I live in the US and have an Australian person who is interested in some NES games which were all purchased here in the US. The person asked me if the US games would work on an Australian NES. I am not sure of the NES standard over there, and how or if it differs, etc. If possible, might someone please enlighten me on these issues? Thank-you very much.
Australia has PAL television - usually their consoles are the same as Europe, therefore. I know that was the case for N64. If the game has country protection, it won't work. Even if it does, it'll run at the wrong speed and you may have picture issues.
US games will not work on a PAL system full stop. Although it is possible to modify the machine by cutting pin 4 of the CIC chip on the NES so the games will run, there is a good chance that the games will not work correctly. Any game that scrolls vertically will tear badly and others will give other graphically issues, for example Dragon Warrior and Final Fantasy will be unplayable due to messages not being readable.
You might want to change your statement. My Camerica games, sold by Galoob in shops in the US, WILL work on one of my unmodified UK NES units. Same goes for Color Dreams and Wisdom Tree games. Produced in the US, just not under license. Like I said, IF the game allows the CIC to run, it won't work ;-) Unlicensed games, which were still made and sold in the US, will work.

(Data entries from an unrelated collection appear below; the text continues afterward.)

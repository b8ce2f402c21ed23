//! Emergency number and built-in telephony classification
//!
//! Classification drives the emergency override in the candidate builder:
//! when the dialed handle is an emergency number, only accounts backed by
//! built-in telephony (PSTN) providers are eligible, everything else is
//! discarded.
//!
//! [`StaticCallClassifier`] is a configuration-driven implementation; the
//! defaults cover the well-known emergency short codes.
//!
//! # Usage Examples
//!
//! ```rust
//! use trunkline_connect_core::classify::{CallClassifier, EmergencyConfig, StaticCallClassifier};
//! use trunkline_connect_core::types::ProviderId;
//!
//! let mut config = EmergencyConfig::default();
//! config.pstn_providers.push(ProviderId::new("carrier.gsm"));
//!
//! let classifier = StaticCallClassifier::new(config);
//! assert!(classifier.is_emergency_number("911"));
//! assert!(classifier.is_builtin_telephony(&ProviderId::new("carrier.gsm")));
//! ```

use std::collections::HashSet;

use serde::{Deserialize, Serialize};

use crate::types::ProviderId;

/// Classifies dialed handles and provider components
pub trait CallClassifier: Send + Sync {
    /// Whether `dialed` should be treated as an emergency number
    fn is_emergency_number(&self, dialed: &str) -> bool;

    /// Whether `provider` is a built-in telephony (PSTN) component
    fn is_builtin_telephony(&self, provider: &ProviderId) -> bool;
}

/// Configuration for [`StaticCallClassifier`]
#[derive(Debug, Clone, Serialize, Deserialize)]
pub struct EmergencyConfig {
    /// Dialed handles treated as emergency numbers
    pub emergency_numbers: Vec<String>,
    /// Provider components classified as built-in telephony
    pub pstn_providers: Vec<ProviderId>,
}

impl Default for EmergencyConfig {
    fn default() -> Self {
        Self {
            emergency_numbers: vec!["911".to_string(), "112".to_string(), "999".to_string()],
            pstn_providers: Vec::new(),
        }
    }
}

/// Classifier backed by static configuration
pub struct StaticCallClassifier {
    emergency_numbers: HashSet<String>,
    pstn_providers: HashSet<ProviderId>,
}

impl StaticCallClassifier {
    /// Build a classifier from configuration
    pub fn new(config: EmergencyConfig) -> Self {
        Self {
            emergency_numbers: config.emergency_numbers.into_iter().collect(),
            pstn_providers: config.pstn_providers.into_iter().collect(),
        }
    }
}

impl CallClassifier for StaticCallClassifier {
    fn is_emergency_number(&self, dialed: &str) -> bool {
        self.emergency_numbers.contains(dialed)
    }

    fn is_builtin_telephony(&self, provider: &ProviderId) -> bool {
        self.pstn_providers.contains(provider)
    }
}

#[cfg(test)]
mod tests {
    use super::*;

    #[test]
    fn default_emergency_numbers() {
        let classifier = StaticCallClassifier::new(EmergencyConfig::default());
        assert!(classifier.is_emergency_number("911"));
        assert!(classifier.is_emergency_number("112"));
        assert!(!classifier.is_emergency_number("5551234"));
    }

    #[test]
    fn pstn_classification_from_config() {
        let config = EmergencyConfig {
            emergency_numbers: vec!["911".to_string()],
            pstn_providers: vec![ProviderId::new("carrier.gsm")],
        };
        let classifier = StaticCallClassifier::new(config);
        assert!(classifier.is_builtin_telephony(&ProviderId::new("carrier.gsm")));
        assert!(!classifier.is_builtin_telephony(&ProviderId::new("voip.app")));
    }

    #[test]
    fn config_round_trips_through_json() {
        let config = EmergencyConfig {
            emergency_numbers: vec!["911".to_string()],
            pstn_providers: vec![ProviderId::new("carrier.gsm")],
        };
        let json = serde_json::to_string(&config).unwrap();
        let parsed: EmergencyConfig = serde_json::from_str(&json).unwrap();
        assert_eq!(parsed.emergency_numbers, config.emergency_numbers);
        assert_eq!(parsed.pstn_providers, config.pstn_providers);
    }
}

After defeating the lockout, the games will possibly work. But they may have some graphical glitches due to different frame timing. Certain games by RARE/Tradewest rely on precise timing. These games would likely fail. But alot of games will probably work fine expect they will run at 50fps rather than their intended 60fps. Since the US only ever got a few games with CPU based scanline counters, most games using scanline counters are PPU based so they should work. I don't know what Jamtex meant about tearing badly but on a NTSC system I think it's estimated only about 224 to maybe 232 lines are shown where as on PAL all 240 lines are shown. So many NTSC games might look odd when scrolling vertically on PAL machines. Many PAL releases though were completely unmodified from their NTSC release. So it's sort of trial and error. A good way to test would be to take emulators like Nintendulator and Nestopia, load the games in question and switch the region to PAL.
I have both an Australian and a Hong Kong NES with the lockout chips cut, and I can confirm this for the Aussie NES - for Final Fantasy atleast. The Hong Kong version, however, plays everything perfectly Maybe you should tell him to get an overseas console, or a region-free clone.